» **Work to be completed**: Every line between the top of the data below and the line with "let _ = tracing_subscriber::registry()", both ends included, must be retyped exactly.
......
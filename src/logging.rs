//! Tracing setup for embedding hosts
//!
//! The engine only emits `tracing` events; hosts that do not bring
//! their own subscriber can call `init` once at startup.

use tracing_subscriber::{layer::SubscriberExt, util::SubscriberInitExt, EnvFilter};

/// Install a formatted subscriber. `RUST_LOG` wins over the supplied
/// default filter. Safe to call more than once; later calls are
/// no-ops.
pub fn init(default_filter: &str) {
    let filter =
        EnvFilter::try_from_default_env().unwrap_or_else(|_| EnvFilter::new(default_filter));
    let _ = tracing_subscriber::registry()
        .with(filter)
        .with(tracing_subscriber::fmt::layer())
        .try_init();
}

/// `init` with the engine's usual default: quiet overall, debug for
/// this crate
pub fn init_default() {
    init("info,jubilee_core=debug");
}
#[cfg(test)]
mod tests {
    use super::*;
    use crate::ledger::memory::MemoryLedger;
    use crate::ledger::WalletAggregateRow;
    use crate::stream::memory::MemoryChannel;
    use crate::stream::{ChangeEvent, TABLE_NOTIFICATIONS, TABLE_POINT_ENTRIES};
    use crate::wallet::WalletSource;
    use serde_json::json;
    use std::time::Duration;
    use tokio::time::timeout;

    fn aggregate(earned: f64, spent: f64, reserved: f64, available: f64) -> WalletAggregateRow {
        WalletAggregateRow {
            earned: Some(earned),
            spent: Some(spent),
            reserved: Some(reserved),
            available: Some(available),
            balance: None,
            updated_at: None,
        }
    }

    async fn wait_for_view<F>(rx: &mut watch::Receiver<WalletView>, check: F) -> WalletView
    where
        F: Fn(&WalletView) -> bool,
    {
        timeout(Duration::from_secs(1), async {
            loop {
                {
                    let view = rx.borrow_and_update();
                    if check(&view) {
                        return *view;
                    }
                }
                rx.changed().await.expect("session ended early");
            }
        })
        .await
        .expect("view condition not reached")
    }

    fn test_context(
        ledger: &Arc<MemoryLedger>,
        channel: &Arc<MemoryChannel>,
    ) -> SessionContext {
        SessionContext::new(ledger.clone(), channel.clone())
    }

    #[tokio::test]
    async fn test_initial_resolve_publishes_wallet() {
        let ledger = Arc::new(MemoryLedger::new());
        let channel = Arc::new(MemoryChannel::new());
        ledger.put_aggregate("child-1", aggregate(100.0, 20.0, 10.0, 70.0));

        let handle = BeneficiarySession::spawn(
            test_context(&ledger, &channel),
            BeneficiaryKeys::canonical("child-1"),
            SessionConfig::default(),
        );

        let mut rx = handle.wallet_watch();
        let view = wait_for_view(&mut rx, |v| v.balance == 80).await;
        assert_eq!(view.source, WalletSource::Aggregate);
        handle.shutdown().await;
    }

    #[tokio::test]
    async fn test_change_event_refreshes_wallet() {
        let ledger = Arc::new(MemoryLedger::new());
        let channel = Arc::new(MemoryChannel::new());
        ledger.put_aggregate("child-1", aggregate(100.0, 20.0, 10.0, 70.0));

        let handle = BeneficiarySession::spawn(
            test_context(&ledger, &channel),
            BeneficiaryKeys::canonical("child-1"),
            SessionConfig::default(),
        );
        let mut rx = handle.wallet_watch();
        wait_for_view(&mut rx, |v| v.balance == 80).await;

        // Backend writes new figures, then the stream signals
        ledger.put_aggregate("child-1", aggregate(110.0, 20.0, 10.0, 80.0));
        channel.publish(ChangeEvent::insert(
            TABLE_POINT_ENTRIES,
            "child-1",
            json!({"child_id": "child-1", "delta": 10}),
        ));

        let view = wait_for_view(&mut rx, |v| v.balance == 90).await;
        assert_eq!(view.earned, 110);
        handle.shutdown().await;
    }

    #[tokio::test]
    async fn test_notification_event_enqueues_celebration() {
        let ledger = Arc::new(MemoryLedger::new());
        let channel = Arc::new(MemoryChannel::new());

        let handle = BeneficiarySession::spawn(
            test_context(&ledger, &channel),
            BeneficiaryKeys::canonical("child-1"),
            SessionConfig::default(),
        );
        let overlay = handle.overlay();
        let mut overlay_rx = overlay.subscribe_view();

        channel.publish(ChangeEvent::insert(
            TABLE_NOTIFICATIONS,
            "child-1",
            json!({
                "id": "n1",
                "category": "wish_fulfilled",
                "title": "Bike",
                "child_id": "child-1",
            }),
        ));

        timeout(Duration::from_secs(1), async {
            loop {
                if overlay_rx.borrow_and_update().queued == 1 {
                    break;
                }
                overlay_rx.changed().await.unwrap();
            }
        })
        .await
        .expect("celebration not enqueued");

        handle.shutdown().await;
    }

    #[tokio::test]
    async fn test_informational_event_toasts() {
        let ledger = Arc::new(MemoryLedger::new());
        let channel = Arc::new(MemoryChannel::new());

        let mut handle = BeneficiarySession::spawn(
            test_context(&ledger, &channel),
            BeneficiaryKeys::canonical("child-1"),
            SessionConfig::default(),
        );
        let mut toasts = handle.take_toasts().unwrap();
        assert!(handle.take_toasts().is_none());

        channel.publish(ChangeEvent::insert(
            TABLE_NOTIFICATIONS,
            "child-1",
            json!({
                "id": "n1",
                "category": "chore_assigned",
                "title": "New chore",
                "child_id": "child-1",
            }),
        ));

        let toast = timeout(Duration::from_secs(1), toasts.recv())
            .await
            .expect("no toast")
            .expect("toast channel closed");
        assert_eq!(toast.title.as_deref(), Some("New chore"));
        handle.shutdown().await;
    }

    #[tokio::test]
    async fn test_bus_request_opens_overlay() {
        let ledger = Arc::new(MemoryLedger::new());
        let channel = Arc::new(MemoryChannel::new());
        let bus = CelebrationBus::default();

        let handle = BeneficiarySession::spawn(
            test_context(&ledger, &channel).with_bus(bus.clone()),
            BeneficiaryKeys::canonical("child-1"),
            SessionConfig::default(),
        );
        let overlay = handle.overlay();
        let mut overlay_rx = overlay.subscribe_view();

        bus.request_open(crate::celebration::CelebrationRequest {
            id: None,
            title: Some("Surprise".to_string()),
            message: None,
        });

        timeout(Duration::from_secs(1), async {
            loop {
                let open = overlay_rx
                    .borrow_and_update()
                    .open
                    .as_ref()
                    .and_then(|item| item.title.clone());
                if open.as_deref() == Some("Surprise") {
                    break;
                }
                overlay_rx.changed().await.unwrap();
            }
        })
        .await
        .expect("bus request did not open overlay");

        handle.shutdown().await;
    }

    #[tokio::test]
    async fn test_rebind_switches_subscriptions_and_resets_state() {
        let ledger = Arc::new(MemoryLedger::new());
        let channel = Arc::new(MemoryChannel::new());
        ledger.put_aggregate("child-1", aggregate(100.0, 20.0, 10.0, 70.0));
        ledger.put_aggregate("child-2", aggregate(50.0, 0.0, 0.0, 50.0));

        let handle = BeneficiarySession::spawn(
            test_context(&ledger, &channel),
            BeneficiaryKeys::canonical("child-1"),
            SessionConfig::default(),
        );
        let mut rx = handle.wallet_watch();
        wait_for_view(&mut rx, |v| v.balance == 80).await;

        handle.rebind(BeneficiaryKeys::canonical("child-2"));
        let view = wait_for_view(&mut rx, |v| v.balance == 50).await;
        assert_eq!(view.earned, 50);

        // Exactly one live subscription per table, bound to the new key
        channel.publish(ChangeEvent::insert(
            TABLE_POINT_ENTRIES,
            "child-2",
            json!({"child_id": "child-2", "delta": 1}),
        ));
        assert_eq!(channel.subscriber_count(TABLE_POINT_ENTRIES), 1);

        handle.shutdown().await;
    }

    #[tokio::test]
    async fn test_shutdown_discards_inflight_resolve() {
        let ledger = Arc::new(MemoryLedger::new());
        let channel = Arc::new(MemoryChannel::new());
        ledger.put_aggregate("child-1", aggregate(100.0, 20.0, 10.0, 70.0));
        ledger.set_read_delay(Duration::from_millis(100));

        let handle = BeneficiarySession::spawn(
            test_context(&ledger, &channel),
            BeneficiaryKeys::canonical("child-1"),
            SessionConfig::default(),
        );
        let rx = handle.wallet_watch();

        // Tear down while the first resolve is still inside the source
        tokio::time::sleep(Duration::from_millis(10)).await;
        handle.shutdown().await;

        tokio::time::sleep(Duration::from_millis(150)).await;
        assert_eq!(*rx.borrow(), WalletView::default());
    }

    #[tokio::test]
    async fn test_dropping_handle_tears_session_down() {
        let ledger = Arc::new(MemoryLedger::new());
        let channel = Arc::new(MemoryChannel::new());

        let handle = BeneficiarySession::spawn(
            test_context(&ledger, &channel),
            BeneficiaryKeys::canonical("child-1"),
            SessionConfig::default(),
        );
        let mut rx = handle.wallet_watch();
        // A clamped view means the first resolve ran, so the
        // subscriptions behind it are up too
        wait_for_view(&mut rx, |v| v.clamped).await;
        assert_eq!(channel.subscriber_count(TABLE_POINT_ENTRIES), 1);

        drop(handle);
        // The session notices the closed control channel and exits
        assert!(timeout(Duration::from_secs(1), rx.changed()).await.is_ok());
        channel.publish(ChangeEvent::insert(
            TABLE_POINT_ENTRIES,
            "child-1",
            json!({"child_id": "child-1", "delta": 1}),
        ));
        assert_eq!(channel.subscriber_count(TABLE_POINT_ENTRIES), 0);
    }
}
//! Wallet reconciliation
//!
//! Resolves the renderable wallet view for one beneficiary. The
//! precomputed aggregate row is authoritative when present and well
//! formed; otherwise the resolver degrades to the last view it
//! produced with only the reservation total re-derived from offer and
//! redemption rows. The resolver never errors: a broken source yields
//! a flagged stale view, not a blank wallet.

use std::collections::HashSet;
use std::sync::Arc;
use tokio::sync::RwLock;
use tracing::{debug, warn};

use crate::identity::BeneficiaryKeys;
use crate::ledger::{LedgerSource, OfferBundle, RedemptionStatus};
use crate::wallet::WalletView;

/// Configuration for wallet reconciliation
#[derive(Debug, Clone)]
pub struct ResolverConfig {
    /// Redemption states that supersede an accepted offer for the
    /// same reward. Once a redemption in one of these states exists,
    /// the offer's cost no longer counts as reserved (the spend is in
    /// flight or settled).
    pub superseding_states: HashSet<RedemptionStatus>,
}

impl Default for ResolverConfig {
    fn default() -> Self {
        Self {
            superseding_states: HashSet::from([
                RedemptionStatus::Pending,
                RedemptionStatus::Approved,
                RedemptionStatus::Fulfilled,
            ]),
        }
    }
}

/// Total points held back by accepted offers, excluding offers whose
/// reward already has a superseding redemption. Per-offer costs are
/// clamped at zero and the running total saturates, so pathological
/// rows can neither drag the total negative nor wrap it.
pub fn reserved_total(bundle: &OfferBundle, superseding: &HashSet<RedemptionStatus>) -> i64 {
    let superseded: HashSet<&str> = bundle
        .redemptions
        .iter()
        .filter(|r| superseding.contains(&r.status))
        .map(|r| r.reward_id.as_str())
        .collect();

    bundle
        .offers
        .iter()
        .filter(|offer| offer.status.is_reserving())
        .filter(|offer| !superseded.contains(offer.reward_id.as_str()))
        .map(|offer| offer.effective_cost().max(0))
        .fold(0i64, |total, cost| total.saturating_add(cost))
}

/// Wallet view resolver for one beneficiary.
///
/// Holds the last produced view so degraded resolves have something
/// to carry forward. One resolver per beneficiary session; rebinding
/// to another beneficiary means a fresh resolver.
pub struct WalletResolver {
    source: Arc<dyn LedgerSource>,
    config: ResolverConfig,
    last: RwLock<WalletView>,
}

impl WalletResolver {
    pub fn new(source: Arc<dyn LedgerSource>) -> Self {
        Self::with_config(source, ResolverConfig::default())
    }

    pub fn with_config(source: Arc<dyn LedgerSource>, config: ResolverConfig) -> Self {
        Self {
            source,
            config,
            last: RwLock::new(WalletView::default()),
        }
    }

    /// The most recent view this resolver produced
    pub async fn last_view(&self) -> WalletView {
        *self.last.read().await
    }

    /// Produce the current wallet view.
    ///
    /// Both query families are fetched concurrently; the reservation
    /// total is derived even on the aggregate path so disagreement
    /// between the rollup and the live offer rows gets logged.
    pub async fn resolve(&self, keys: &BeneficiaryKeys) -> WalletView {
        let (aggregate, bundle) = tokio::join!(
            self.source.wallet_aggregate(keys),
            self.source.offers_with_redemptions(keys),
        );

        let fresh_reserved = match bundle {
            Ok(bundle) => Some(reserved_total(&bundle, &self.config.superseding_states)),
            Err(e) => {
                warn!(
                    beneficiary = %keys.canonical_id,
                    error = %e,
                    "Offer read failed during resolve"
                );
                None
            }
        };

        let view = match aggregate {
            Ok(Some(row)) if row.well_formed() => {
                let view = WalletView::from_aggregate(&row);
                if let Some(derived) = fresh_reserved {
                    if derived != view.reserved {
                        warn!(
                            beneficiary = %keys.canonical_id,
                            aggregate_reserved = view.reserved,
                            derived_reserved = derived,
                            "Reservation totals disagree, aggregate wins"
                        );
                    }
                }
                if let Some(stored) = row.balance.filter(|b| b.is_finite()) {
                    if stored.floor() as i64 != view.balance {
                        warn!(
                            beneficiary = %keys.canonical_id,
                            stored_balance = stored,
                            computed_balance = view.balance,
                            "Stored balance column has drifted from its definition"
                        );
                    }
                }
                debug!(
                    beneficiary = %keys.canonical_id,
                    balance = view.balance,
                    available = view.available,
                    "Wallet resolved from aggregate"
                );
                view
            }
            Ok(Some(_)) | Ok(None) => {
                let last = self.last.read().await;
                warn!(
                    beneficiary = %keys.canonical_id,
                    "Aggregate row missing or malformed, deriving from last view"
                );
                WalletView::with_reserved_fallback(&last, fresh_reserved.unwrap_or(last.reserved))
            }
            Err(e) => {
                let last = self.last.read().await;
                warn!(
                    beneficiary = %keys.canonical_id,
                    error = %e,
                    "Aggregate read failed, deriving from last view"
                );
                WalletView::with_reserved_fallback(&last, fresh_reserved.unwrap_or(last.reserved))
            }
        };

        *self.last.write().await = view;
        view
    }
}
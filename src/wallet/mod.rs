//! Wallet view types
//!
//! A `WalletView` is what the UI renders: five whole-point figures
//! plus provenance. Backing rows store floats (legacy schema), so
//! every figure is floored on the way in and negatives are clamped to
//! zero with the `clamped` flag raised so callers can tell a cosmetic
//! zero from a real one.

pub mod resolver;

use serde::{Deserialize, Serialize};

use crate::ledger::WalletAggregateRow;

/// Where a view's figures came from
#[derive(Debug, Clone, Copy, PartialEq, Eq, Serialize, Deserialize)]
#[serde(rename_all = "lowercase")]
pub enum WalletSource {
    /// Read from the precomputed aggregate row
    Aggregate,
    /// Synthesized from offer/redemption rows and prior state
    Derived,
}

/// Renderable wallet state for one beneficiary
#[derive(Debug, Clone, Copy, PartialEq, Eq, Serialize, Deserialize)]
pub struct WalletView {
    pub earned: i64,
    pub spent: i64,
    pub reserved: i64,
    pub available: i64,
    /// Earned minus spent; equals `available + reserved` when the
    /// figures came from one coherent aggregate row
    pub balance: i64,
    /// True when any figure was clamped, coerced, carried over from a
    /// previous view, or read from a row whose own figures disagree
    pub clamped: bool,
    pub source: WalletSource,
}

impl Default for WalletView {
    fn default() -> Self {
        Self {
            earned: 0,
            spent: 0,
            reserved: 0,
            available: 0,
            balance: 0,
            clamped: false,
            source: WalletSource::Derived,
        }
    }
}

/// Floor a raw figure to whole points, clamping negatives and
/// non-finite values to zero. Returns the figure and whether it was
/// altered beyond plain flooring.
fn floor_clamp(raw: f64) -> (i64, bool) {
    if !raw.is_finite() {
        return (0, true);
    }
    let floored = raw.floor() as i64;
    if floored < 0 {
        (0, true)
    } else {
        (floored, false)
    }
}

impl WalletView {
    /// Build a view from a well-formed aggregate row.
    ///
    /// `balance` is recomputed as `available + reserved` rather than
    /// read from the row, so the view is internally coherent even when
    /// the backend's stored balance column has drifted. Callers that
    /// care about drift compare against `row.balance` themselves.
    pub fn from_aggregate(row: &WalletAggregateRow) -> Self {
        let (earned, c1) = floor_clamp(row.earned.unwrap_or(0.0));
        let (spent, c2) = floor_clamp(row.spent.unwrap_or(0.0));
        let (reserved, c3) = floor_clamp(row.reserved.unwrap_or(0.0));
        let (available, c4) = floor_clamp(row.available.unwrap_or(0.0));

        // Huge-but-finite rows land at i64::MAX above and would wrap
        // the sum here; saturation counts as clamping. A row whose
        // figures disagree with each other is displayable but not
        // authoritative.
        let held = available.checked_add(reserved);
        let incoherent = held != Some(earned.saturating_sub(spent));

        Self {
            earned,
            spent,
            reserved,
            available,
            balance: held.unwrap_or(i64::MAX),
            clamped: c1 || c2 || c3 || c4 || incoherent,
            source: WalletSource::Aggregate,
        }
    }

    /// Build a degraded view from the previous one plus a freshly
    /// derived reservation total. Used when the aggregate row is
    /// missing or unreadable: only `reserved` moves, every other
    /// figure stays at its last-known value, and the view is marked
    /// so consumers never treat it as authoritative.
    pub fn with_reserved_fallback(last: &WalletView, reserved: i64) -> Self {
        Self {
            earned: last.earned,
            spent: last.spent,
            reserved: reserved.max(0),
            available: last.available,
            balance: last.balance,
            clamped: true,
            source: WalletSource::Derived,
        }
    }
}

#[cfg(test)]
mod tests {
    use super::*;

    fn row(earned: f64, spent: f64, reserved: f64, available: f64) -> WalletAggregateRow {
        WalletAggregateRow {
            earned: Some(earned),
            spent: Some(spent),
            reserved: Some(reserved),
            available: Some(available),
            balance: None,
            updated_at: None,
        }
    }

    #[test]
    fn test_from_aggregate_floors_fractions() {
        let view = WalletView::from_aggregate(&row(100.9, 20.5, 10.1, 70.3));
        assert_eq!(view.earned, 100);
        assert_eq!(view.spent, 20);
        assert_eq!(view.reserved, 10);
        assert_eq!(view.available, 70);
        assert!(!view.clamped);
        assert_eq!(view.source, WalletSource::Aggregate);
    }

    #[test]
    fn test_balance_identities_on_coherent_row() {
        let view = WalletView::from_aggregate(&row(100.0, 20.0, 10.0, 70.0));
        assert_eq!(view.balance, 80);
        assert_eq!(view.balance, view.available + view.reserved);
        assert_eq!(view.balance, view.earned - view.spent);
    }

    #[test]
    fn test_stored_balance_column_is_ignored() {
        let mut aggregate = row(100.0, 20.0, 10.0, 70.0);
        aggregate.balance = Some(123.0);
        let view = WalletView::from_aggregate(&aggregate);
        assert_eq!(view.balance, 80);
    }

    #[test]
    fn test_incoherent_row_is_flagged() {
        // 100 - 20 = 80 but 60 + 10 = 70: the backend rollup is off
        let view = WalletView::from_aggregate(&row(100.0, 20.0, 10.0, 60.0));
        assert_eq!(view.balance, 70);
        assert!(view.clamped);
    }

    #[test]
    fn test_negative_clamps_to_zero_and_flags() {
        let view = WalletView::from_aggregate(&row(100.0, 20.0, 10.0, -3.2));
        assert_eq!(view.available, 0);
        assert!(view.clamped);
    }

    #[test]
    fn test_non_finite_field_coerces_to_zero() {
        let view = WalletView::from_aggregate(&row(100.0, f64::NAN, 10.0, 70.0));
        assert_eq!(view.spent, 0);
        assert!(view.clamped);
    }

    #[test]
    fn test_oversized_row_saturates_balance() {
        // 1.0e300 is finite, so well_formed() admits it; each figure
        // caps at i64::MAX and the balance must not wrap negative
        let view = WalletView::from_aggregate(&row(1.0e300, 0.0, 1.0e300, 1.0e300));
        assert_eq!(view.earned, i64::MAX);
        assert_eq!(view.balance, i64::MAX);
        assert!(view.balance >= 0);
        assert!(view.clamped);
    }

    #[test]
    fn test_reserved_fallback_moves_only_reserved() {
        let last = WalletView::from_aggregate(&row(100.0, 20.0, 10.0, 70.0));
        let view = WalletView::with_reserved_fallback(&last, 25);
        assert_eq!(view.earned, 100);
        assert_eq!(view.spent, 20);
        assert_eq!(view.available, 70);
        assert_eq!(view.reserved, 25);
        // Balance stays at its last-known value until an aggregate
        // becomes readable again
        assert_eq!(view.balance, 80);
        assert!(view.clamped);
        assert_eq!(view.source, WalletSource::Derived);
    }

    #[test]
    fn test_reserved_fallback_clamps_negative_reservation() {
        let view = WalletView::with_reserved_fallback(&WalletView::default(), -5);
        assert_eq!(view.reserved, 0);
    }
}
......
» **Expected answer**:
filename src/logging.rs
//! Tracing setup for embedding hosts
//!
//! The engine only emits `tracing` events; hosts that do not bring
//! their own subscriber can call `init` once at startup.

use tracing_subscriber::{layer::SubscriberExt, util::SubscriberInitExt, EnvFilter};

/// Install a formatted subscriber. `RUST_LOG` wins over the supplied
/// default filter. Safe to call more than once; later calls are
/// no-ops.
pub fn init(default_filter: &str) {
    let filter =
        EnvFilter::try_from_default_env().unwrap_or_else(|_| EnvFilter::new(default_filter));
    let _ = tracing_subscriber::registry()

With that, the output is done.